対象となるのは、以下の条件をすべて満たす方です。
- 65歳以上で、老齢基礎年金を受給している
- 世帯全員の住民税が非課税である
- 前年の年金収入額とその他の所得の合計が一定以下である
なお、所得が基準をわずかに上回る方に対しても、受給額の逆転を防ぐための「補足的老齢年金生活者支援給付金」が用意されています。
2. 《障害基礎年金》1級は「年間約105.9万円」←2級の1.25倍
障害年金は、病気やけがによって生活や仕事などが制限されるようになった場合に、現役世代も含めて受け取ることができる年金です。
対象は外部障がいだけでなく、呼吸器・心疾患・腎疾患などの内部障がいのほか、精神障がいや知的障がいも含まれます。障害年金には更新期間が設けられる場合があり、一定期間ごとに診断書の提出などによる再認定が必要になることがあります。
《2026年度の障害基礎年金》
※昭和31年4月2日以後生まれの方
- 1級:105万9125円 + 子の加算額
- 2級:84万7300円 + 子の加算額
昭和31年4月1日以前生まれの方も同様に増額改定の対象です。
《子の加算額》
※生計を維持されている子がいる場合に加算されます。
- 1人目・2人目: 1人につき 24万3800円
- 3人目以降: 1人につき 8万1300円
2.1 障害年金生活者支援給付金の給付額
障害基礎年金の受給者が対象で一定の所得基準に該当した方は障害年金生活者支援給付金を受け取れる場合があります。
《2026年度の障害年金生活者支援給付金》
- 1級:月額7025円
- 2級:月額5620円
前年の所得要件など支給要件を満たした障害基礎年金受給者に支給される場合がありますが、この障害年金生活者支援給付金の受給者では50歳代が中心に多い状況です。

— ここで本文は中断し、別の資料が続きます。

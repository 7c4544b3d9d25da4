use std::fmt;

use serde::{Deserialize, Serialize};

/// Declared kind of a view-model property.
///
/// The set is closed: every native handle maps to exactly one of these, and the
/// binding layer picks the wrapper behaviour by matching on it.
#[derive(Copy, Clone, Debug, PartialEq, Eq, Hash, Serialize, Deserialize)]
#[serde(rename_all = "camelCase")]
pub enum PropertyKind {
    Number,
    Boolean,
    String,
    Color,
    Enum,
    Trigger,
    List,
    Image,
    Artboard,
    /// Nested view-model instance slot.
    ViewModel,
}

impl PropertyKind {
    /// Kinds that carry a [`crate::PropertyValue`] readable through
    /// [`crate::NativeEngine::value`].
    pub fn has_value(self) -> bool {
        !matches!(self, PropertyKind::List | PropertyKind::ViewModel)
    }

    pub fn as_str(self) -> &'static str {
        match self {
            PropertyKind::Number => "number",
            PropertyKind::Boolean => "boolean",
            PropertyKind::String => "string",
            PropertyKind::Color => "color",
            PropertyKind::Enum => "enum",
            PropertyKind::Trigger => "trigger",
            PropertyKind::List => "list",
            PropertyKind::Image => "image",
            PropertyKind::Artboard => "artboard",
            PropertyKind::ViewModel => "viewModel",
        }
    }
}

impl fmt::Display for PropertyKind {
    fn fmt(&self, f: &mut fmt::Formatter<'_>) -> fmt::Result {
        f.write_str(self.as_str())
    }
}
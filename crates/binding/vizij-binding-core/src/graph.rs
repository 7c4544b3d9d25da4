//! Instance graph maintenance: parent links, interest propagation, slot
//! replacement and disposal.
//!
//! Parents own children (slot and list edges, resolved through the parent's
//! caches). Children point back with weak links: plain ids that stop
//! resolving once the parent is disposed.
//!
//! Interest only moves on transitions. When an instance flips between quiet
//! and interested it bumps or drops the counter of every parent, which may
//! flip them in turn. Each flip is O(depth), not O(subtree).

use vizij_native::NativeHandle;

use crate::context::BindingContext;
use crate::error::BindingError;
use crate::identity::Wrapper;
use crate::ids::{InstanceId, PropertyId};
use crate::property::PropertyDetail;

#[derive(Copy, Clone, Debug, PartialEq, Eq)]
enum Delta {
    Gain,
    Lose,
}

impl BindingContext {
    /// Record one `parent → child` relationship.
    pub(crate) fn link(&mut self, parent: InstanceId, child: InstanceId) {
        let Some(node) = self.instances.get_mut(child) else {
            return;
        };
        node.parents.push(parent);
        if node.is_interested() {
            self.propagate(parent, Delta::Gain);
        }
    }

    /// Remove one `parent → child` relationship.
    pub(crate) fn unlink(&mut self, parent: InstanceId, child: InstanceId) {
        let Some(node) = self.instances.get_mut(child) else {
            return;
        };
        let Some(pos) = node.parents.iter().position(|p| *p == parent) else {
            return;
        };
        node.parents.remove(pos);
        if node.is_interested() {
            self.propagate(parent, Delta::Lose);
        }
    }

    /// Unlink, then dispose the child if it is left unreachable and not
    /// host-owned.
    pub(crate) fn detach(&mut self, parent: InstanceId, child: InstanceId) {
        self.unlink(parent, child);
        if self.is_orphan(child) {
            self.dispose_instance(child);
        }
    }

    pub(crate) fn register_interest(&mut self, owner: InstanceId, handle: NativeHandle) {
        let Some(node) = self.instances.get_mut(owner) else {
            return;
        };
        let was = node.is_interested();
        if !node.subscribed.insert(handle) || was {
            return;
        }
        let parents = node.parents.clone();
        for parent in parents {
            self.propagate(parent, Delta::Gain);
        }
    }

    pub(crate) fn unregister_interest(&mut self, owner: InstanceId, handle: NativeHandle) {
        let Some(node) = self.instances.get_mut(owner) else {
            return;
        };
        if !node.subscribed.remove(&handle) || node.is_interested() {
            return;
        }
        let parents = node.parents.clone();
        for parent in parents {
            self.propagate(parent, Delta::Lose);
        }
    }

    fn propagate(&mut self, start: InstanceId, delta: Delta) {
        let mut pending = vec![start];
        while let Some(id) = pending.pop() {
            let Some(node) = self.instances.get_mut(id) else {
                continue;
            };
            let was = node.is_interested();
            match delta {
                Delta::Gain => node.interested_children += 1,
                Delta::Lose => match node.interested_children.checked_sub(1) {
                    Some(n) => node.interested_children = n,
                    None => {
                        log::error!("interest underflow on {id:?}");
                        continue;
                    }
                },
            }
            if was != node.is_interested() {
                pending.extend(node.parents.iter().copied());
            }
        }
    }

    /// Swap the instance held by the nested slot at `path`.
    ///
    /// The engine validates the swap. On rejection nothing changes and `false`
    /// is returned. On success `replacement` gains a link to the slot's owner,
    /// carrying its interest up the new chain, and the old child loses its
    /// link. An old child left unreachable and not host-owned is disposed.
    pub fn replace_child(
        &mut self,
        instance: InstanceId,
        path: &str,
        replacement: InstanceId,
    ) -> bool {
        let Some(parsed) = self.parse_path(path) else {
            return false;
        };
        let Some(replacement_handle) = self.instances.get(replacement).map(|n| n.handle) else {
            self.report(BindingError::DisposedInstance(replacement));
            return false;
        };
        if !self.instances.contains(instance) {
            self.report(BindingError::DisposedInstance(instance));
            return false;
        }
        let mut parent = instance;
        for segment in parsed.parents() {
            match self.child(parent, segment, path) {
                Some(next) => parent = next,
                None => return false,
            }
        }
        let Some(parent_handle) = self.instances.get(parent).map(|n| n.handle) else {
            return false;
        };
        let slot = parsed.leaf();
        if !self
            .engine
            .replace_instance(parent_handle, slot, replacement_handle)
        {
            let view_model = self.view_model_name(replacement).unwrap_or("?").to_string();
            self.report(BindingError::Rejected {
                op: "replace_child",
                detail: format!("'{path}' cannot hold a '{view_model}' instance"),
            });
            return false;
        }

        let old = self
            .instances
            .get_mut(parent)
            .and_then(|node| node.children.insert(slot.to_string(), replacement));
        if old == Some(replacement) {
            return true;
        }
        self.link(parent, replacement);
        if let Some(old) = old {
            self.detach(parent, old);
        }
        log::debug!("replaced '{path}' with {replacement:?}");
        true
    }

    /// Dispose an instance wrapper and everything it exclusively owns.
    ///
    /// Detaches from parents (dropping their interest), unregisters and
    /// releases owned properties, unlinks children (disposing the ones that
    /// end up unreachable and not host-owned), releases the native reference
    /// and finally drops the identity entry. A second call is a no-op that
    /// returns `false`.
    pub fn dispose_instance(&mut self, id: InstanceId) -> bool {
        if !self.instances.contains(id) {
            self.report(BindingError::AlreadyDisposed(format!("{id:?}")));
            return false;
        }
        let mut pending = vec![id];
        while let Some(id) = pending.pop() {
            let Some(mut node) = self.instances.remove(id) else {
                continue;
            };

            if node.is_interested() {
                for parent in &node.parents {
                    self.propagate(*parent, Delta::Lose);
                }
            }
            for parent in std::mem::take(&mut node.parents) {
                self.forget_child(parent, id);
            }

            let mut children: Vec<InstanceId> = node.children.values().copied().collect();
            for (_, property) in node.properties.drain() {
                if let Some(items) = self.drop_property(property) {
                    children.extend(items);
                }
            }

            for child in &children {
                if let Some(c) = self.instances.get_mut(*child) {
                    c.parents.retain(|p| *p != id);
                }
            }
            for child in children {
                if self.is_orphan(child) && !pending.contains(&child) {
                    pending.push(child);
                }
            }

            let handle = node.handle;
            drop(node.native.take());
            self.identity.remove_if(handle, Wrapper::Instance(id));
            log::trace!("disposed instance {id:?} ({handle})");
        }
        true
    }

    /// Dispose a single property wrapper. Callbacks are dropped and the native
    /// reference released. The next lookup creates a fresh wrapper.
    pub fn dispose_property<T>(&mut self, property: crate::Property<T>) -> bool {
        if !self.properties.contains(property.id()) {
            self.report(BindingError::AlreadyDisposed(format!("{:?}", property.id())));
            return false;
        }
        let owner = self.properties.get(property.id()).map(|n| n.owner);
        let items = self.drop_property(property.id());
        if let Some(owner) = owner {
            if let Some(node) = self.instances.get_mut(owner) {
                node.properties.retain(|_, p| *p != property.id());
            }
            for item in items.unwrap_or_default() {
                self.detach(owner, item);
            }
        }
        true
    }

    /// Remove a property wrapper from the arena, the hub and the identity
    /// cache, releasing its native reference. Returns the list mirror of a
    /// list property so the caller can fix the element links.
    pub(crate) fn drop_property(&mut self, id: PropertyId) -> Option<Vec<InstanceId>> {
        let mut node = self.properties.remove(id)?;
        if !node.subscribers.is_empty() {
            self.hub.unregister(node.handle);
            self.unregister_interest(node.owner, node.handle);
        }
        self.hub.captured.shift_remove(&id);
        drop(node.native.take());
        self.identity.remove_if(node.handle, Wrapper::Property(id));
        match node.detail {
            PropertyDetail::List(list) => Some(list.items),
            _ => None,
        }
    }

    /// Drop every edge from `parent` to a child that is being disposed.
    fn forget_child(&mut self, parent: InstanceId, child: InstanceId) {
        let Some(node) = self.instances.get_mut(parent) else {
            return;
        };
        node.children.retain(|_, c| *c != child);
        let owned: Vec<PropertyId> = node.properties.values().copied().collect();
        for property in owned {
            if let Some(p) = self.properties.get_mut(property) {
                if let PropertyDetail::List(list) = &mut p.detail {
                    let before = list.items.len();
                    list.items.retain(|i| *i != child);
                    if list.items.len() != before {
                        list.synced = false;
                    }
                }
            }
        }
    }

    fn is_orphan(&self, id: InstanceId) -> bool {
        self.instances.get(id).is_some_and(|node| {
            !node.host_owned && !node.parents.iter().any(|p| self.instances.contains(*p))
        })
    }

    /// Dispose every wrapper and empty the hub and identity cache. The
    /// context stays usable.
    pub fn reset(&mut self) {
        let properties = self.properties.len();
        let instances = self.instances.len();
        self.hub.clear();
        self.properties.clear();
        self.instances.clear();
        self.identity.clear();
        self.paths.clear();
        self.enums = None;
        log::debug!("binding context reset ({instances} instances, {properties} properties)");
    }
}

3. 《遺族基礎年金》子のある配偶者「年間約84.7万円」+子の加算額
遺族年金は、家計を支えていた人が亡くなったときに、のこされた家族の生活を支えるための年金です。
《2026年度の遺族基礎年金》
※昭和31年4月2日以後生まれの方
- 子のある配偶者が受け取るとき
84万7300円 + 子の加算額 - 子が受け取るとき
84万7300円 + 2人目以降の子の加算額
子の加算額
- 1人目・2人目: 1人につき 24万3800円
- 3人目以降: 1人につき 8万1300円
配偶者がいない場合などは、子が直接年金を受け取ります。受け取り方については、上記の合計額を子の人数で割った額が、1人あたりの受給額となります。
遺族厚生年金の額は、亡くなった人の老齢厚生年金の報酬比例部分の4分の3が基本で、妻と子2人のケースでは、生計を同じくする配偶者に優先的に支給されるため、その間、子への支給は停止されますが、世帯全体としての受給権がなくなるわけではありません。
3.1 遺族年金生活者支援給付金
遺族年金生活者支援給付金も2026年度の給付額が見直されました。
《2026年度の遺族年金生活者支援給付金》
- 月額5620円
前年の所得要件など支給要件を満たした遺族基礎年金の受給者が対象ですが、2人以上の子が遺族基礎年金を受け取る場合は、この給付額を子の人数で割った金額がそれぞれに支払われます。
4. まとめにかえて
2026年度の年金額改定は、シニア世代の老齢年金だけでなく、障害年金や遺族年金を受け取る現役世代やご家族にとっても生活に直結する重要な見直しです。年金生活者支援給付金の給付基準額も月額5620円に改定されるなど、さまざまな角度から暮らしを支える制度が更新されています。
ご自身の年金が具体的にいくらになるのかは、原則として日本年金機構から6月に届く「年金額改定通知書」と「年金振込通知書」が一体となったハガキで確認することができます。
通知書が手元に届きましたら、今後の生活を支える大切な資産ですので、改定後の金額を必ずチェックしておきましょう。年金の正しい知識を身につけることを第一歩として、現在の家計収支や将来のライフプランをより安心できるものへと前向きに見直してみてください。